··· DATA FOR THE TASK ···
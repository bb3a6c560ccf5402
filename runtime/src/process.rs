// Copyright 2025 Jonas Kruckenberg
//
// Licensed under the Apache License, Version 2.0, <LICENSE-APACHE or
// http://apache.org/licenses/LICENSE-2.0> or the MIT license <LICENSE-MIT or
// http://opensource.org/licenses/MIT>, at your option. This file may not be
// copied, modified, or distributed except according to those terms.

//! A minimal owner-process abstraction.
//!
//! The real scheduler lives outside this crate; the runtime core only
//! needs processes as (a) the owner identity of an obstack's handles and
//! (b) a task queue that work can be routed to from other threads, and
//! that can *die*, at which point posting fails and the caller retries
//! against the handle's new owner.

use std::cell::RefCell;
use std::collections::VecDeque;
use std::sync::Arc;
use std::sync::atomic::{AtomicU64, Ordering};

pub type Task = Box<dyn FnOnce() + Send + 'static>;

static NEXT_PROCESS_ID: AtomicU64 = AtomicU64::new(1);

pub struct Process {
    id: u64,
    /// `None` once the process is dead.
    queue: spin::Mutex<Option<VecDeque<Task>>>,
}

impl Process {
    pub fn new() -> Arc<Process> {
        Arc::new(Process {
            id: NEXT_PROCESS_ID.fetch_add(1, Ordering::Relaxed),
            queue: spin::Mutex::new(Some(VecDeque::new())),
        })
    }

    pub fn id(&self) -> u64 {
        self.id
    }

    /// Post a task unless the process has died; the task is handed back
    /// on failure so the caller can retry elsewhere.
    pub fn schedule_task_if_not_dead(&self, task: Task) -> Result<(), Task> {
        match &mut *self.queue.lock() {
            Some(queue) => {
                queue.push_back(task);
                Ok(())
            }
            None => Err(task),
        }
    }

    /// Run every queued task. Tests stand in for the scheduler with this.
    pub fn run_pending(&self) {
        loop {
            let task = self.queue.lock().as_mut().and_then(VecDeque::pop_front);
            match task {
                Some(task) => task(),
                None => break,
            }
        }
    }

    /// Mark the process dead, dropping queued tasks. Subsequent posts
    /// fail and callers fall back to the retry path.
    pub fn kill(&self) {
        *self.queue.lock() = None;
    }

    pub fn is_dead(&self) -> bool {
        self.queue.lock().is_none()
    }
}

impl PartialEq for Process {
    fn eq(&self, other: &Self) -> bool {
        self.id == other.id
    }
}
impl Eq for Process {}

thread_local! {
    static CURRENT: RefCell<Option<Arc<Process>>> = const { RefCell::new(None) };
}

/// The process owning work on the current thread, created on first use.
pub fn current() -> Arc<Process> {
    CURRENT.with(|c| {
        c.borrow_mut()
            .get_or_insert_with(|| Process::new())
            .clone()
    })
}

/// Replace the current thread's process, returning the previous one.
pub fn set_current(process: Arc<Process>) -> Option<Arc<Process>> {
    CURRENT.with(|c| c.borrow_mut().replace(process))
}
···
··· DATA FOR THE TASK ···
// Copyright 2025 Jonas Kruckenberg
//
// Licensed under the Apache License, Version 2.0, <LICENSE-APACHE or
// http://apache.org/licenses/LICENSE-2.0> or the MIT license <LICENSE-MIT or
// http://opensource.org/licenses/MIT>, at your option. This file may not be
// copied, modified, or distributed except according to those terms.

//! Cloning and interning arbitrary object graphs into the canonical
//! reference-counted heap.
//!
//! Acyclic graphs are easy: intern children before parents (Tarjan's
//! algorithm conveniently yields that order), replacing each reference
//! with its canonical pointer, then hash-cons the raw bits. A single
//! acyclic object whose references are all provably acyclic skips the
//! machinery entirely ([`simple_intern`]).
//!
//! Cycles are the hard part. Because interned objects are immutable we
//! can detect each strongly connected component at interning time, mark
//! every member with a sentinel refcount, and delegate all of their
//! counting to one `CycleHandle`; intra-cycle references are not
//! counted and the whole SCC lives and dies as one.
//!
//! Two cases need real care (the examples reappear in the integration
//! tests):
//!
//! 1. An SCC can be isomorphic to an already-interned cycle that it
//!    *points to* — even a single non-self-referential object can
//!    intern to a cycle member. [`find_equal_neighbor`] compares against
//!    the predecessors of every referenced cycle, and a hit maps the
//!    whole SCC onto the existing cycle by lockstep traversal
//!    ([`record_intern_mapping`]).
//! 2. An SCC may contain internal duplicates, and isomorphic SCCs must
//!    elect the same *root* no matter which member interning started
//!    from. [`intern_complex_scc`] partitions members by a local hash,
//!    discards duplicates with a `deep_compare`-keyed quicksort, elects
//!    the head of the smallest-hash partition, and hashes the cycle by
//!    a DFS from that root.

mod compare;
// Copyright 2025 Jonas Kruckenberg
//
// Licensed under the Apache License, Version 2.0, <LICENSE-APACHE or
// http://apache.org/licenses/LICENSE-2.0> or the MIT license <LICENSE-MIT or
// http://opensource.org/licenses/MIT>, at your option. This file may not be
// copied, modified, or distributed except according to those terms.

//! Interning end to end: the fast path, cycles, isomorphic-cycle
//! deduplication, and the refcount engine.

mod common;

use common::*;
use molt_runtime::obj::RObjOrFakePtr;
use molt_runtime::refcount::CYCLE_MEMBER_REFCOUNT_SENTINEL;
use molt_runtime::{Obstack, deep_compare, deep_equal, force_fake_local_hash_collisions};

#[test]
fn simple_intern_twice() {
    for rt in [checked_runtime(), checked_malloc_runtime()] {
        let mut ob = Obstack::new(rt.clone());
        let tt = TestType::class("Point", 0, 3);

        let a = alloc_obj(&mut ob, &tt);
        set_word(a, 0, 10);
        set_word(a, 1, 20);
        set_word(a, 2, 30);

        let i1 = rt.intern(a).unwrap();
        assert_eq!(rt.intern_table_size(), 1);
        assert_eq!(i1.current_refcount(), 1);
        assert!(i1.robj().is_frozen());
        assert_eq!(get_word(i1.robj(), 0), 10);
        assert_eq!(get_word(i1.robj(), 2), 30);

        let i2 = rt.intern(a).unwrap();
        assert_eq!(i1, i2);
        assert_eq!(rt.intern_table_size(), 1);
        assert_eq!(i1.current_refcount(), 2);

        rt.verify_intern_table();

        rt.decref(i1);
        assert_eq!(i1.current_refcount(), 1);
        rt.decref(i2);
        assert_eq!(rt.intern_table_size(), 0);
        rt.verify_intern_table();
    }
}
···
··· DATA FOR THE TASK ···
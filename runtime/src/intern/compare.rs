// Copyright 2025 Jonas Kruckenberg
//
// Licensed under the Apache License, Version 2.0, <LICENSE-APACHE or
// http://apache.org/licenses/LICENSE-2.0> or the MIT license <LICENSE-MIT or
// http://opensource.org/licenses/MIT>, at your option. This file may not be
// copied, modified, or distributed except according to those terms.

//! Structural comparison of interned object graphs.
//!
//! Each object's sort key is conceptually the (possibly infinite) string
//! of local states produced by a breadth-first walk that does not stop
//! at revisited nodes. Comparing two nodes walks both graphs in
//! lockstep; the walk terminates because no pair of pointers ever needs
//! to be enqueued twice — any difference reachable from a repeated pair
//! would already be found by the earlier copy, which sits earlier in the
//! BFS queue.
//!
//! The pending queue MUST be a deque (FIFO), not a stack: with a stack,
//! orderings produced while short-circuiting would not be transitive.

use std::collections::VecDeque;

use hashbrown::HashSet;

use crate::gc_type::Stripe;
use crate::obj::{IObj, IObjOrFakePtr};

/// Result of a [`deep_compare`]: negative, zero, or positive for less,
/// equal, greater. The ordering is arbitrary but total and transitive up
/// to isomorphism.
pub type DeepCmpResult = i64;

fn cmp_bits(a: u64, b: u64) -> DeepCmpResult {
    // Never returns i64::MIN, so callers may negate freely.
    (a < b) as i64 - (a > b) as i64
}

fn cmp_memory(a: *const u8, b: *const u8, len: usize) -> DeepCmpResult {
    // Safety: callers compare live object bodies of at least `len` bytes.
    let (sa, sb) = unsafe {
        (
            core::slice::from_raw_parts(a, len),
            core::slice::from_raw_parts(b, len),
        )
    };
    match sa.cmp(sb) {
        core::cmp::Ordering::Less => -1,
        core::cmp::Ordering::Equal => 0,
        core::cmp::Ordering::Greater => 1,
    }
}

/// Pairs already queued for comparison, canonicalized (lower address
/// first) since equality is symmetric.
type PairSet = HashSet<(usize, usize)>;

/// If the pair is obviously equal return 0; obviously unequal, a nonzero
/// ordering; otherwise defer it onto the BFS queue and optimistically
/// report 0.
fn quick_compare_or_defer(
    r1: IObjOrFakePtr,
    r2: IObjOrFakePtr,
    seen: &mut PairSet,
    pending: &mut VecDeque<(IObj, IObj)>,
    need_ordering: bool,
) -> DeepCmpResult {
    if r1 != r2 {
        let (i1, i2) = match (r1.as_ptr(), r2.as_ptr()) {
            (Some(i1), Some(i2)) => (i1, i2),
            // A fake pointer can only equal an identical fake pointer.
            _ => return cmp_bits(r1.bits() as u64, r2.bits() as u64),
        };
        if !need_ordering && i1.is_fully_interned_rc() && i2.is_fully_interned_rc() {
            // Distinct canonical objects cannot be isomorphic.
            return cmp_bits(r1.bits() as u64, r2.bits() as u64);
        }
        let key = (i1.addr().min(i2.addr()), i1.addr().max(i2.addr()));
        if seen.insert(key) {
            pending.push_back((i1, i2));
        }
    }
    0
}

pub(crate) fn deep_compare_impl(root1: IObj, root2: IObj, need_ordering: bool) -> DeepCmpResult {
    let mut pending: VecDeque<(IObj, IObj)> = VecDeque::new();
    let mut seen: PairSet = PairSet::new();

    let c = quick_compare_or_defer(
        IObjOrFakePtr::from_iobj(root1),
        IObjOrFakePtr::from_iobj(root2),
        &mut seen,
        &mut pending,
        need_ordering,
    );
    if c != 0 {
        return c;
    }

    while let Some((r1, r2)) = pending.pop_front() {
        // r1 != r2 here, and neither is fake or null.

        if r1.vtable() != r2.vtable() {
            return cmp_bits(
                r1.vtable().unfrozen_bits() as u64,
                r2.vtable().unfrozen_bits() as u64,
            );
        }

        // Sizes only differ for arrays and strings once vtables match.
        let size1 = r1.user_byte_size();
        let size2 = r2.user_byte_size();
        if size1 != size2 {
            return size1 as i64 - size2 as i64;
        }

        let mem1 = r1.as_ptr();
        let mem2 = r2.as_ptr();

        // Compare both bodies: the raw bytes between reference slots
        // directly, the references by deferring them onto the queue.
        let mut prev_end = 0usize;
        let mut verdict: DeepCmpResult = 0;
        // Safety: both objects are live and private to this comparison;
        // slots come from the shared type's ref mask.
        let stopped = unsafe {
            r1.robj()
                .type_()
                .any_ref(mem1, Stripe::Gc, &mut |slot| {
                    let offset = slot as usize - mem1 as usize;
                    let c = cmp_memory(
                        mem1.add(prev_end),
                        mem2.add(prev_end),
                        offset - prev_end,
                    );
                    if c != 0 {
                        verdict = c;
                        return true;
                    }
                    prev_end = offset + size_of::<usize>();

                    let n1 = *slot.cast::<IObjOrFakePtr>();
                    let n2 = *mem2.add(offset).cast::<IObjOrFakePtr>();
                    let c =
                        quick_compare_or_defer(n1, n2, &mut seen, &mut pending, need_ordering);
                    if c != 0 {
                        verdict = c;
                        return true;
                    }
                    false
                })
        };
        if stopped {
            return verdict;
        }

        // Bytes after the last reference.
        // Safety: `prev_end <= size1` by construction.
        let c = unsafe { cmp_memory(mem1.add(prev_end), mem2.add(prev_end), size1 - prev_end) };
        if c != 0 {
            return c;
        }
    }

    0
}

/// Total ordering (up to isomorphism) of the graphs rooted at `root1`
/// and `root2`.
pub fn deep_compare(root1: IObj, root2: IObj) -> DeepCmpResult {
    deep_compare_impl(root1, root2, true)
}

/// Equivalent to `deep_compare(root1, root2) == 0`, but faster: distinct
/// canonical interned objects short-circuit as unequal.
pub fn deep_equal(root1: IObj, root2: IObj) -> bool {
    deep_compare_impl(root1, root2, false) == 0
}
···
#### EXERCISE OBJECTIVE
For the listing above, identify each line bearing "owner".

#### OUTPUT OF THE TASK
//! A minimal owner-process abstraction.
//! needs processes as (a) the owner identity of an obstack's handles and
//! against the handle's new owner.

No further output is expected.